Calculating obligations in this way, Kotlikoff estimates that the total unfunded liability of the federal government is $210 trillion, or about 12 times the size of our economy. Writing in The New York Times, Kotlikoff says:

The fiscal gap – the difference between our government’s projected financial obligations and the present value of all projected future tax and other receipts – is, effectively, our nation’s credit card bill. Eliminating it, would require an immediate, permanent 59 percent increase in federal tax revenue. An immediate, permanent 38 percent cut in federal spending would also suffice. The longer we wait, the worse the pain. If, for example, we do nothing for 20 years, the requisite federal tax increase would be 70 percent, or the requisite spending cut, 43 percent.

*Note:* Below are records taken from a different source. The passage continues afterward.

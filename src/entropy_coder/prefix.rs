//! Implements canonical prefix code decoding.
//!
//! Codeword lengths arrive either as one of a handful of fixed
//! templates for up to four symbols, or as a full code-length table
//! that is itself prefix coded with repeat codes.

use crate::math::Log;
use crate::{BitReader, DecoderError};

/// Transmission order of the code-length-code lengths.
const CODE_LENGTH_ORDER: [usize; 18] = [1, 2, 3, 4, 0, 5, 17, 6, 16, 7, 8, 9, 10, 11, 12, 13, 14, 15];

/// Fixed code for the code-length-code lengths, as
/// (symbol, length, codeword) with the codeword bits in read order.
const CODE_LENGTH_CODE: [(u16, u8, u32); 6] = [
    (0, 2, 0b00),
    (4, 2, 0b01),
    (3, 2, 0b10),
    (2, 3, 0b011),
    (1, 4, 0b0111),
    (5, 4, 0b1111),
];

#[derive(Clone, Copy, Debug, Default)]
struct VlcEntry {
    symbol: u16,
    length: u8,
}

/// One-shot lookup table for a prefix code.
///
/// The table is indexed by the next `max_length` stream bits. Each
/// codeword fills every index whose low bits match it, so a single
/// peek resolves any symbol.
#[derive(Debug)]
pub(crate) struct VlcTable {
    entries: Vec<VlcEntry>,
    max_length: u32,
}

impl VlcTable {
    /// A degenerate code over one symbol, consuming no bits.
    pub(crate) fn singleton(symbol: u16) -> Self {
        Self {
            entries: vec![VlcEntry { symbol, length: 0 }],
            max_length: 0,
        }
    }

    /// Builds the canonical code for the given codeword lengths.
    ///
    /// Within a length, codewords are assigned in symbol order. The
    /// lengths must describe a complete code, except that a single
    /// used symbol degenerates into a zero bit code.
    pub(crate) fn from_lengths(lengths: &[u32]) -> Result<Self, DecoderError> {
        let max_length = lengths.iter().copied().max().unwrap_or(0);
        if max_length > 15 {
            return Err(DecoderError::InvalidPrefixCode("codeword length exceeds 15"));
        }

        let mut used = lengths.iter().enumerate().filter(|(_, &length)| length != 0);
        let first_used = match used.next() {
            Some((symbol, _)) => symbol,
            None => return Err(DecoderError::InvalidPrefixCode("no symbol has a codeword")),
        };
        if used.next().is_none() {
            return Ok(Self::singleton(first_used as u16));
        }

        let kraft_sum: u32 = lengths
            .iter()
            .filter(|&&length| length != 0)
            .map(|&length| 1 << (max_length - length))
            .sum();
        if kraft_sum != 1 << max_length {
            return Err(DecoderError::InvalidPrefixCode("code lengths are not complete"));
        }

        let table_size = 1_usize << max_length;
        let mut entries = vec![VlcEntry::default(); table_size];
        let mut code: u32 = 0;
        for length in 1..=max_length {
            for (symbol, _) in lengths.iter().enumerate().filter(|(_, &l)| l == length) {
                // The canonical codeword reads most significant bit
                // first, which is the reversed table index.
                let base = (code.reverse_bits() >> (32 - length)) as usize;
                let mut index = base;
                while index < table_size {
                    entries[index] = VlcEntry {
                        symbol: symbol as u16,
                        length: length as u8,
                    };
                    index += 1 << length;
                }
                code += 1;
            }
            code <<= 1;
        }

        Ok(Self {
            entries,
            max_length,
        })
    }

    /// Builds a table from explicit codewords given in read order.
    pub(crate) fn from_codes(codes: &[(u16, u8, u32)], max_length: u32) -> Self {
        let table_size = 1_usize << max_length;
        let mut entries = vec![VlcEntry::default(); table_size];
        for &(symbol, length, code) in codes {
            let mut index = code as usize;
            while index < table_size {
                entries[index] = VlcEntry { symbol, length };
                index += 1 << length;
            }
        }
        Self {
            entries,
            max_length,
        }
    }

    pub(crate) fn read_symbol(&self, reader: &mut BitReader<'_>) -> Result<u32, DecoderError> {
        if self.max_length == 0 {
            return Ok(u32::from(self.entries[0].symbol));
        }
        let peek = reader.peek_bits(self.max_length) as usize;
        let entry = self.entries[peek];
        if entry.length == 0 {
            return Err(DecoderError::InvalidPrefixCode("unassigned codeword"));
        }
        reader.consume_bits(u32::from(entry.length))?;
        Ok(u32::from(entry.symbol))
    }
}

/// A prefix coded symbol distribution for one cluster.
#[derive(Debug)]
pub(crate) struct PrefixDistribution {
    table: VlcTable,
}

impl PrefixDistribution {
    /// Reads the code description for a distribution over
    /// `alphabet_size` symbols.
    pub(crate) fn read(
        reader: &mut BitReader<'_>,
        alphabet_size: usize,
    ) -> Result<Self, DecoderError> {
        if alphabet_size == 1 {
            return Ok(Self {
                table: VlcTable::singleton(0),
            });
        }
        let hskip = reader.read_bits(2)?;
        let table = if hskip == 1 {
            Self::read_simple(reader, alphabet_size)?
        } else {
            Self::read_complex(reader, alphabet_size, hskip as usize)?
        };
        Ok(Self { table })
    }

    pub(crate) fn read_token(&self, reader: &mut BitReader<'_>) -> Result<u32, DecoderError> {
        self.table.read_symbol(reader)
    }

    /// Up to four explicitly listed symbols with template lengths.
    fn read_simple(
        reader: &mut BitReader<'_>,
        alphabet_size: usize,
    ) -> Result<VlcTable, DecoderError> {
        let num_symbols = reader.read_bits(2)? as usize + 1;
        let symbol_bits = (alphabet_size - 1).bit_len();

        let mut symbols = [0_usize; 4];
        for i in 0..num_symbols {
            let symbol = reader.read_bits(symbol_bits)? as usize;
            if symbol >= alphabet_size {
                return Err(DecoderError::InvalidPrefixCode("symbol outside the alphabet"));
            }
            if symbols[..i].contains(&symbol) {
                return Err(DecoderError::InvalidPrefixCode("duplicate symbol"));
            }
            symbols[i] = symbol;
        }

        let mut lengths = vec![0_u32; alphabet_size];
        match num_symbols {
            1 => return Ok(VlcTable::singleton(symbols[0] as u16)),
            2 => {
                lengths[symbols[0]] = 1;
                lengths[symbols[1]] = 1;
            }
            3 => {
                lengths[symbols[0]] = 1;
                lengths[symbols[1]] = 2;
                lengths[symbols[2]] = 2;
            }
            _ => {
                if reader.read_bool()? {
                    lengths[symbols[0]] = 1;
                    lengths[symbols[1]] = 2;
                    lengths[symbols[2]] = 3;
                    lengths[symbols[3]] = 3;
                } else {
                    for &symbol in symbols.iter() {
                        lengths[symbol] = 2;
                    }
                }
            }
        }
        VlcTable::from_lengths(&lengths)
    }

    /// Full code-length table, itself prefix coded with repeat codes.
    fn read_complex(
        reader: &mut BitReader<'_>,
        alphabet_size: usize,
        hskip: usize,
    ) -> Result<VlcTable, DecoderError> {
        let code_length_code = VlcTable::from_codes(&CODE_LENGTH_CODE, 4);

        let mut code_length_lengths = [0_u32; 18];
        let mut space: i32 = 32;
        let mut used = 0;
        let mut i = hskip;
        while i < 18 && space > 0 {
            let length = code_length_code.read_symbol(reader)?;
            code_length_lengths[CODE_LENGTH_ORDER[i]] = length;
            if length != 0 {
                space -= 32 >> length;
                used += 1;
            }
            i += 1;
        }
        if space < 0 || (space > 0 && used != 1) {
            return Err(DecoderError::InvalidPrefixCode("invalid code-length-code lengths"));
        }
        let length_code = VlcTable::from_lengths(&code_length_lengths)?;

        let mut lengths = vec![0_u32; alphabet_size];
        let mut space: i32 = 32768;
        let mut previous_length: u32 = 8;
        let mut repeat: u32 = 0;
        let mut repeat_length: u32 = 0;
        let mut symbol = 0;
        while symbol < alphabet_size && space > 0 {
            let code = length_code.read_symbol(reader)?;
            if code < 16 {
                repeat = 0;
                lengths[symbol] = code;
                symbol += 1;
                if code != 0 {
                    previous_length = code;
                    space -= 32768 >> code;
                }
            } else {
                let extra_bits = if code == 16 { 2 } else { 3 };
                let new_length = if code == 16 { previous_length } else { 0 };
                if repeat_length != new_length {
                    repeat = 0;
                    repeat_length = new_length;
                }
                let old_repeat = repeat;
                if repeat > 0 {
                    repeat = (repeat - 2) << extra_bits;
                }
                repeat += reader.read_bits(extra_bits)? + 3;
                let repeat_delta = (repeat - old_repeat) as usize;
                if symbol + repeat_delta > alphabet_size {
                    return Err(DecoderError::InvalidPrefixCode("repeat run past the alphabet"));
                }
                for length in lengths[symbol..symbol + repeat_delta].iter_mut() {
                    *length = repeat_length;
                }
                symbol += repeat_delta;
                if repeat_length != 0 {
                    space -= (repeat_delta as i32) << (15 - repeat_length);
                }
            }
        }
        if space < 0 {
            return Err(DecoderError::InvalidPrefixCode("oversubscribed code lengths"));
        }
        let used = lengths.iter().filter(|&&length| length != 0).count();
        if space > 0 && used != 1 {
            return Err(DecoderError::InvalidPrefixCode("incomplete code lengths"));
        }
        VlcTable::from_lengths(&lengths)
    }
}
//! Helpers shared between the unit tests.

#![allow(clippy::panic)]
#![allow(clippy::unwrap_used)]

/// Builds a byte stream bit by bit, least significant bit first, in
/// the same order [`crate::BitReader`] consumes it.
pub(crate) struct BitWriter {
    bytes: Vec<u8>,
    bit_position: usize,
}

impl BitWriter {
    pub(crate) fn new() -> Self {
        Self {
            bytes: Vec::new(),
            bit_position: 0,
        }
    }

    pub(crate) fn write_bits(&mut self, value: u32, count: u32) {
        assert!(count <= 32);
        assert!(count == 32 || value < (1 << count));
        for i in 0..count {
            if self.bit_position % 8 == 0 {
                self.bytes.push(0);
            }
            let bit = (value >> i) & 1;
            let byte = self.bytes.last_mut().unwrap();
            *byte |= (bit as u8) << (self.bit_position % 8);
            self.bit_position += 1;
        }
    }

    pub(crate) fn write_bool(&mut self, value: bool) {
        self.write_bits(value as u32, 1);
    }

    /// Mirrors `BitReader::read_u8`.
    pub(crate) fn write_u8(&mut self, value: u32) {
        assert!(value < 256);
        if value == 0 {
            self.write_bool(false);
            return;
        }
        self.write_bool(true);
        if value == 1 {
            self.write_bits(0, 3);
            return;
        }
        let n = 31 - value.leading_zeros();
        self.write_bits(n, 3);
        self.write_bits(value - (1 << n), n);
    }

    /// Mirrors `BitReader::read_u32` for a given selector choice.
    pub(crate) fn write_u32(&mut self, choices: [(u32, u32); 4], value: u32) {
        for (selector, &(offset, extra_bits)) in choices.iter().enumerate() {
            let max = offset + ((1_u64 << extra_bits) - 1) as u32;
            if value >= offset && value <= max {
                self.write_bits(selector as u32, 2);
                self.write_bits(value - offset, extra_bits);
                return;
            }
        }
        panic!("value {} not representable by {:?}", value, choices);
    }

    pub(crate) fn finish(self) -> Vec<u8> {
        self.bytes
    }
}

#[cfg(test)]
mod tests {
    use super::*;
    use crate::BitReader;

    #[test]
    fn test_writer_matches_reader() {
        let mut writer = BitWriter::new();
        writer.write_bits(0b101, 3);
        writer.write_u8(0);
        writer.write_u8(1);
        writer.write_u8(77);
        writer.write_u8(255);
        writer.write_u32([(3, 0), (4, 0), (5, 2), (9, 8)], 174);
        writer.write_bits(0xDEAD_BEEF, 32);

        let bytes = writer.finish();
        let mut reader = BitReader::new(&bytes);
        assert_eq!(reader.read_bits(3).unwrap(), 0b101);
        assert_eq!(reader.read_u8().unwrap(), 0);
        assert_eq!(reader.read_u8().unwrap(), 1);
        assert_eq!(reader.read_u8().unwrap(), 77);
        assert_eq!(reader.read_u8().unwrap(), 255);
        assert_eq!(reader.read_u32([(3, 0), (4, 0), (5, 2), (9, 8)]).unwrap(), 174);
        assert_eq!(reader.read_bits(32).unwrap(), 0xDEAD_BEEF);
    }
}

And the tax increase, by the way, doesn’t work unless the money is sequestered and invested. It can’t just be deposited in the Treasury’s bank account and spent on other things.

So is there any way out of this? Kotlikoff and a lot of other economists think we need to start with honest accounting: Former government officials from both parties, and more than 1,200 economists, including 17 Nobel laureates, have endorsed something called the Inform Act. It would require the federal government to do the kind of accounting that Kotlikoff and his colleagues do: project promises the government is making years into the future and along with expected revenues, given current tax rates. The difference is the government’s unfunded liability.

And why are so many economists calling for this reform? Kotlikoff says:

What we confront is not just an economics problem. It’s a moral issue. Will we continue to hide most of the bills we are bequeathing our children? Or will we, at long last, systematically measure all the bills and set about reducing them?